Mbanje Cassandra, Kuhn Isla, Musakwa Nozipho, Calvi Marzia, Boccia Delia, Muhwa Jeremiah Chakaya, Mvusi Lindiwe, Jaramillo Ernesto, Evans Denise, Meghji Jamilah
Health Economics and Epidemiology Research Office, Faculty of Health Sciences, University of the Witwatersrand, Johannesburg, South Africa.
Cambridge University Medical Library, School of Clinical Medicine, University of Cambridge, Cambridge, UK.
EClinicalMedicine. 2024 May 27;73:102646. doi: 10.1016/j.eclinm.2024.102646. eCollection 2024 Jul.

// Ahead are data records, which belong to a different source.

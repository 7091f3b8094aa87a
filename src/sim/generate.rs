//! Maze generator
//!
//! Scatters a difficulty-scaled number of obstacles over distinct rooms and
//! rejects layouts that make a poor puzzle, retrying a bounded number of
//! times.

use std::fmt;
use std::ops::RangeInclusive;

use rand::Rng;
use rand::seq::index;
use serde::{Deserialize, Serialize};

use super::grid::{Cell, CellPos, Direction, Grid, MazeType};
use super::mapping::Mapping;
use crate::consts::{GRID_SIZE, MAX_GENERATION_ATTEMPTS};
use crate::error::EngineError;

/// Player-selected difficulty
#[derive(Debug, Clone, Copy, PartialEq, Eq, Hash, Default, Serialize, Deserialize)]
#[serde(rename_all = "lowercase")]
pub enum Difficulty {
    #[default]
    Beginner,
    Intermediate,
    Expert,
}

impl Difficulty {
    pub fn as_str(&self) -> &'static str {
        match self {
            Difficulty::Beginner => "beginner",
            Difficulty::Intermediate => "intermediate",
            Difficulty::Expert => "expert",
        }
    }

    pub fn parse(s: &str) -> Result<Self, EngineError> {
        match s.trim().to_lowercase().as_str() {
            "beginner" | "easy" => Ok(Difficulty::Beginner),
            "intermediate" | "medium" | "med" => Ok(Difficulty::Intermediate),
            "expert" | "hard" => Ok(Difficulty::Expert),
            _ => Err(EngineError::UnknownDifficulty(s.to_string())),
        }
    }

    /// How many rooms get an obstacle
    pub fn obstacle_range(&self) -> RangeInclusive<usize> {
        match self {
            Difficulty::Beginner => 1..=3,
            Difficulty::Intermediate => 4..=6,
            Difficulty::Expert => 7..=12,
        }
    }

    /// Chance that any one quiz question is a reverse question
    pub fn reverse_probability(&self) -> f64 {
        match self {
            Difficulty::Beginner => 0.0,
            Difficulty::Intermediate => 0.4,
            Difficulty::Expert => 0.6,
        }
    }
}

impl fmt::Display for Difficulty {
    fn fmt(&self, f: &mut fmt::Formatter<'_>) -> fmt::Result {
        f.write_str(self.as_str())
    }
}

/// A freshly generated maze and its hole table
#[derive(Debug, Clone, PartialEq, Eq, Serialize, Deserialize)]
pub struct GeneratedMaze {
    pub grid: Grid,
    pub mapping: Mapping,
    /// Candidates drawn, including the accepted one
    pub attempts: u32,
}

/// Generate a maze, retrying until it passes [`is_acceptable`].
///
/// After `MAX_GENERATION_ATTEMPTS` rejected candidates the last one is kept
/// as is.
pub fn generate<R: Rng + ?Sized>(
    maze_type: MazeType,
    difficulty: Difficulty,
    rng: &mut R,
) -> GeneratedMaze {
    generate_with(maze_type, difficulty, || random_grid(maze_type, difficulty, rng))
}

/// Rejection loop over an arbitrary candidate source
fn generate_with(
    maze_type: MazeType,
    difficulty: Difficulty,
    mut candidate: impl FnMut() -> Grid,
) -> GeneratedMaze {
    let mut attempts = 0;
    loop {
        attempts += 1;
        let grid = candidate();
        let mapping = Mapping::build(&grid);

        if is_acceptable(maze_type, difficulty, &grid, &mapping) {
            log::debug!(
                "{} {} maze accepted after {} attempt(s): {} obstacles, {} escaping holes",
                difficulty,
                maze_type,
                attempts,
                grid.obstacle_count(),
                mapping.escaping_count()
            );
            return GeneratedMaze {
                grid,
                mapping,
                attempts,
            };
        }

        if attempts >= MAX_GENERATION_ATTEMPTS {
            log::warn!(
                "no acceptable {} {} maze in {} attempts, keeping the last candidate",
                difficulty,
                maze_type,
                attempts
            );
            return GeneratedMaze {
                grid,
                mapping,
                attempts,
            };
        }
    }
}

/// One unfiltered candidate: a random obstacle count from the difficulty's
/// range, placed on distinct rooms, each a uniform symbol of the alphabet.
pub fn random_grid<R: Rng + ?Sized>(
    maze_type: MazeType,
    difficulty: Difficulty,
    rng: &mut R,
) -> Grid {
    let count = rng.random_range(difficulty.obstacle_range());
    let obstacles = maze_type.obstacles();

    let mut grid = Grid::new();
    for room in index::sample(rng, GRID_SIZE * GRID_SIZE, count).iter() {
        let pos = CellPos::new(room / GRID_SIZE, room % GRID_SIZE);
        let symbol = obstacles[rng.random_range(0..obstacles.len())];
        grid.set(pos, symbol);
    }
    grid
}

/// At least one mouse gets out, and beginner arrow mazes have no
/// two-room bounce traps.
pub fn is_acceptable(
    maze_type: MazeType,
    difficulty: Difficulty,
    grid: &Grid,
    mapping: &Mapping,
) -> bool {
    if !mapping.has_escape() {
        return false;
    }
    !(maze_type == MazeType::Arrows
        && difficulty == Difficulty::Beginner
        && has_opposing_arrows(grid))
}

/// True if two neighbouring rooms hold arrows pointing straight at each other
/// (`R` left of `L`, or `D` above `U`).
pub fn has_opposing_arrows(grid: &Grid) -> bool {
    grid.iter().any(|(pos, cell)| {
        let right = pos.col + 1 < GRID_SIZE
            && cell == Cell::Arrow(Direction::Right)
            && grid.get(CellPos::new(pos.row, pos.col + 1)) == Cell::Arrow(Direction::Left);
        let below = pos.row + 1 < GRID_SIZE
            && cell == Cell::Arrow(Direction::Down)
            && grid.get(CellPos::new(pos.row + 1, pos.col)) == Cell::Arrow(Direction::Up);
        right || below
    })
}

#[cfg(test)]
mod tests {
    use super::*;
    use rand::SeedableRng;
    use rand_pcg::Pcg32;

    #[test]
    fn test_difficulty_parse() {
        assert_eq!(Difficulty::parse("Expert").unwrap(), Difficulty::Expert);
        assert_eq!(Difficulty::parse("medium").unwrap(), Difficulty::Intermediate);
        assert!(matches!(
            Difficulty::parse("nightmare"),
            Err(EngineError::UnknownDifficulty(_))
        ));
    }

    #[test]
    fn test_opposing_arrows_detection() {
        assert!(has_opposing_arrows(&Grid::parse(".RL. .... .... ....").unwrap()));
        assert!(has_opposing_arrows(&Grid::parse(".... ...D ...U ....").unwrap()));
        // Pointing away from each other is fine
        assert!(!has_opposing_arrows(&Grid::parse(".LR. .... .... ....").unwrap()));
        assert!(!has_opposing_arrows(&Grid::parse(".... ...U ...D ....").unwrap()));
        // Not adjacent
        assert!(!has_opposing_arrows(&Grid::parse("R.L. .... .... ....").unwrap()));
        // Wraps across rows do not count
        assert!(!has_opposing_arrows(&Grid::parse("...R L... .... ....").unwrap()));
    }

    #[test]
    fn test_random_grid_respects_count_and_alphabet() {
        let mut rng = Pcg32::seed_from_u64(7);
        for maze_type in [MazeType::Walls, MazeType::Arrows] {
            for difficulty in [Difficulty::Beginner, Difficulty::Intermediate, Difficulty::Expert] {
                for _ in 0..200 {
                    let grid = random_grid(maze_type, difficulty, &mut rng);
                    assert!(difficulty.obstacle_range().contains(&grid.obstacle_count()));
                    assert!(grid.uses_only(maze_type));
                }
            }
        }
    }

    #[test]
    fn test_beginner_arrow_mazes_have_no_bounce_traps() {
        let mut rng = Pcg32::seed_from_u64(2024);
        for _ in 0..1000 {
            let maze = generate(MazeType::Arrows, Difficulty::Beginner, &mut rng);
            assert!(!has_opposing_arrows(&maze.grid), "bounce trap in\n{}", maze.grid);
        }
    }

    #[test]
    fn test_generated_mazes_always_have_an_exit() {
        let mut rng = Pcg32::seed_from_u64(99);
        for maze_type in [MazeType::Walls, MazeType::Arrows] {
            for difficulty in [Difficulty::Beginner, Difficulty::Intermediate, Difficulty::Expert] {
                for _ in 0..1000 {
                    let maze = generate(maze_type, difficulty, &mut rng);
                    assert!(maze.mapping.has_escape(), "no exit in\n{}", maze.grid);
                    assert!(maze.attempts <= MAX_GENERATION_ATTEMPTS);
                }
            }
        }
    }

    #[test]
    fn test_generation_is_reproducible() {
        let a = generate(MazeType::Arrows, Difficulty::Expert, &mut Pcg32::seed_from_u64(5));
        let b = generate(MazeType::Arrows, Difficulty::Expert, &mut Pcg32::seed_from_u64(5));
        assert_eq!(a, b);
    }

    #[test]
    fn test_generation_gives_up_after_fifty_attempts() {
        // Every room bounces the mouse straight back, so nothing escapes
        let trapped = Grid::parse("DDDD UUUU DDDD UUUU").unwrap();
        let last = Grid::parse("DDDD UUUU RLRL RLRL").unwrap();
        let mut calls = 0u32;
        let maze = generate_with(MazeType::Arrows, Difficulty::Expert, || {
            calls += 1;
            if calls == MAX_GENERATION_ATTEMPTS { last } else { trapped }
        });

        assert_eq!(calls, MAX_GENERATION_ATTEMPTS);
        assert_eq!(maze.attempts, MAX_GENERATION_ATTEMPTS);
        assert_eq!(maze.grid, last);
        assert!(!maze.mapping.has_escape());
    }

    #[test]
    fn test_generation_stops_at_first_acceptable_candidate() {
        let mut calls = 0u32;
        let maze = generate_with(MazeType::Arrows, Difficulty::Beginner, || {
            calls += 1;
            if calls < 3 {
                Grid::parse(".RL. .... .... ....").unwrap()
            } else {
                Grid::parse("R... .... .... ....").unwrap()
            }
        });
        assert_eq!(calls, 3);
        assert_eq!(maze.attempts, 3);
        assert_eq!(maze.grid.obstacle_count(), 1);
    }

    #[test]
    fn test_mapping_matches_grid() {
        let mut rng = Pcg32::seed_from_u64(11);
        let maze = generate(MazeType::Walls, Difficulty::Intermediate, &mut rng);
        assert_eq!(maze.mapping, Mapping::build(&maze.grid));
    }
}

There is a growing body of data describing a high burden of respiratory morbidity amongst pulmonary TB patients and survivors, with up to half thought to experience residual respiratory symptoms, abnormal spirometry, or structural pathology after TB treatment completion. Many patients experiencing marked impacts on their lives and livelihoods. However, there remain no guidelines or evidence-based frameworks for integrated TB-respiratory care during or post TB treatment completion. In this scoping review, completed in collaboration with the WHO Global Tuberculosis Programme, we have identified a lack of primary data on the clinical efficacy, cost effectiveness or feasibility of six potential interventions for the prevention and management of TB-associated respiratory impairment and disability, with a lack of studies in children and adolescents. There is a need for robust interventional trials to improve the long-term respiratory outcomes of people affected by pulmonary TB disease, and to explore how these might be implemented within resource-limited settings.
越来越多的数据表明,肺结核患者及其幸存者的呼吸系统疾病负担很重,多达一半的人在完成结核病治疗后被认为仍有残留的呼吸道症状、肺功能测定异常或结构病变。许多患者的生活和生计受到了显著影响。然而,在结核病治疗期间或完成后,仍然没有关于结核病-呼吸综合护理的指南或循证框架。在这项与世界卫生组织全球结核病规划合作完成的范围审查中,我们发现缺乏关于六种预防和管理结核病相关呼吸功能损害和残疾的潜在干预措施的临床疗效、成本效益或可行性的原始数据,而且针对儿童和青少年的研究也很缺乏。有必要进行有力的干预试验,以改善肺结核病患者的长期呼吸结局,并探索如何在资源有限的环境中实施这些干预措施。